Adaptive Keepalive Strategy

Traditional keepalive mechanisms fail on Android. This guide explains LiteP2P's adaptive approach to maintaining connections.

Why Persistent Keepalive Fails

Many developers try to maintain persistent connections using frequent keepalive packets. This approach fails on Android for several reasons:

Doze suspends sockets

All network activity is paused in Doze mode, keepalive packets are never sent

NAT mappings expire

Without traffic, routers close port mappings (typically 30-120 seconds)

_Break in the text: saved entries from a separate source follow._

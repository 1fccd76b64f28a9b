use std::net::{TcpListener, TcpStream, ToSocketAddrs};

use serde_json::Value;
use tracing::{debug, error, info};

use crate::command::Envelope;
use crate::protocol::Framed;
use crate::thread_pool::ThreadPool;
use crate::{Result, StoreEngine};

/// default TCP port of the nframe server
pub const DEFAULT_PORT: u16 = 7645;

/// A TCP socket server implementation over an nframe storage engine.
/// It listens for incoming connections on a [`SocketAddr`](std::net::SocketAddr) and serves
/// each connection as a job on its [`ThreadPool`].
///
/// Every connection carries exactly one exchange: the client sends an [`Envelope`] and the
/// server sends back a response, both using the [framing protocol](crate::protocol).
///
/// Requests do not take the store's [`PidLock`](crate::PidLock). Each one runs in its own
/// store session, so two requests that overlap can lose one of their updates.
///
/// # Example
/// Create and run a new server listening on "127.0.0.1:7645", starting a thread for every
/// connection and keeping its data in "data.json"
/// ```rust
/// use std::net::SocketAddr;
/// use nframe::{JsonStore, NframeServer};
/// use nframe::thread_pool::{NaiveThreadPool, ThreadPool};
/// # use std::error::Error;
/// # fn main() -> Result<(), Box<dyn Error>> {
/// let addr: SocketAddr = "127.0.0.1:7645".parse()?;
/// let pool = NaiveThreadPool::new(0)?;
/// let store = JsonStore::new("data.json");
/// let server = NframeServer::new(store, pool);
/// //server.run(addr)?;
/// #
/// # Ok(())
/// # }
/// ```
pub struct NframeServer<E: StoreEngine, P: ThreadPool> {
    /// the storage engine requests are served from
    engine: E,
    /// the pool that runs one job per connection
    pool: P,
}

impl<E: StoreEngine, P: ThreadPool> NframeServer<E, P> {
    /// Create a new `NframeServer` using the given [`StoreEngine`] and [`ThreadPool`]
    /// implementation.
    pub fn new(engine: E, pool: P) -> Self {
        NframeServer { engine, pool }
    }

    /// binds to the given address and serves connections until accepting fails for good.
    ///
    /// # Errors
    /// returns [`NframeError::Io`](crate::NframeError::Io) if the address could not be bound
    pub fn run<A: ToSocketAddrs>(self, addr: A) -> Result<()> {
        let listener = TcpListener::bind(addr)?;
        self.run_on(listener)
    }

    /// serves connections accepted by an already bound `listener`.
    ///
    /// A connection that fails, for example with a protocol error, is logged and closed. The
    /// listener and all other connections carry on.
    pub fn run_on(self, listener: TcpListener) -> Result<()> {
        info!("listening on {}", listener.local_addr()?);
        for stream in listener.incoming() {
            match stream {
                Ok(stream) => {
                    let engine = self.engine.clone();
                    self.pool.spawn(move || {
                        if let Err(e) = serve(engine, stream) {
                            error!("Error on serving client: {}", e);
                        }
                    });
                }
                Err(e) => error!("Connection failed: {}", e),
            }
        }
        Ok(())
    }
}

/// Serves the single exchange carried by the `tcp` connection: receive an [`Envelope`],
/// dispatch it against the engine, send the response.
fn serve<E: StoreEngine>(engine: E, tcp: TcpStream) -> Result<()> {
    let peer_addr = tcp.peer_addr()?;
    let mut framed = Framed::new(&tcp);

    let envelope: Envelope = framed.receive()?;
    debug!("Receive request from {}: {:?}", peer_addr, envelope);

    let response = dispatch(&engine, envelope)?;
    framed.send(&response)?;
    debug!("Response sent to {}", peer_addr);
    Ok(())
}

/// Executes `envelope` in a single session of `engine` and returns the response.
///
/// A [`GET_DATA`](crate::GET_DATA) request is answered with the whole mapping. Any other
/// command merges the envelope's data into the mapping and is answered with the envelope
/// itself.
pub fn dispatch<E: StoreEngine>(engine: &E, envelope: Envelope) -> Result<Value> {
    let mut session = engine.begin()?;
    let response = if envelope.is_get_data() {
        Value::Object(session.data().clone())
    } else {
        if let Some(data) = &envelope.data {
            session.data_mut().extend(data.clone());
        }
        serde_json::to_value(&envelope)?
    };
    session.commit()?;
    Ok(response)
}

Radio sleeps regardless of TCP state

The cellular/WiFi radio enters low-power mode independently

OEM firmware kills idle connections

Aggressive OEMs terminate connections proactively

LiteP2P uses an adaptive keepalive strategy that varies based on app state:

App State Keepalive Rationale
Idle None Use push notifications to wake
Background None Connections will be dropped anyway
Foreground Service Adaptive Maintain connections during active work
Charging + Wi-Fi Optional Low cost, may improve responsiveness

Keepalive Requirements

When keepalive is appropriate, it must be:

  • FSM-driven – Controlled by connection state machine
  • Battery-aware – Adjusts frequency based on power state
  • State-aware – Only active when needed

Implementation

LiteP2P handles keepalive automatically, but you can configure the behavior:

val config = PeerConfig.Builder()
    .setAppId("your-app-id")
    .setKeepalivePolicy(KeepalivePolicy.ADAPTIVE)
    .setKeepaliveInterval(30, TimeUnit.SECONDS) // When active
    .setChargingKeepalive(true) // Enable when charging
    .build()

LiteP2P.initialize(context, config)

Keepalive Policies

enum class KeepalivePolicy {
    NONE,        // Never send keepalive
    ADAPTIVE,    // Smart, state-based (recommended)
    FOREGROUND,  // Only during foreground service
    AGGRESSIVE   // Always when possible (not recommended)
}

Adaptive Behavior

When using KeepalivePolicy.ADAPTIVE, LiteP2P:

  1. Monitors app state – Foreground, background, service active
  2. Checks power state – Battery level, charging status
  3. Detects network type – Wi-Fi vs cellular
  4. Adjusts interval dynamically – More frequent when active, less when idle
// Example of internal adaptive logic
internal fun calculateKeepaliveInterval(): Long {
    return when {
        isCharging && isWifi -> 30_000    // 30 seconds
        isCharging           -> 60_000    // 1 minute
        isWifi               -> 120_000   // 2 minutes
        else                 -> 0         // No keepalive, use push
    }
}

Monitoring Connection Health

// Listen for connection state changes
LiteP2P.getInstance().onConnectionStateChange { state ->
    when (state) {
        ConnectionState.CONNECTED -> {
            Log.d("LiteP2P", "Connection healthy")
        }
        ConnectionState.RECONNECTING -> {
            Log.d("LiteP2P", "Connection lost, attempting reconnect")
        }
        ConnectionState.DISCONNECTED -> {
            Log.d("LiteP2P", "Disconnected, waiting for wake signal")
        }
    }
}
Best Practice

Trust LiteP2P's adaptive keepalive. Don't implement your own keepalive mechanism – it will conflict with the SDK's power-efficient design.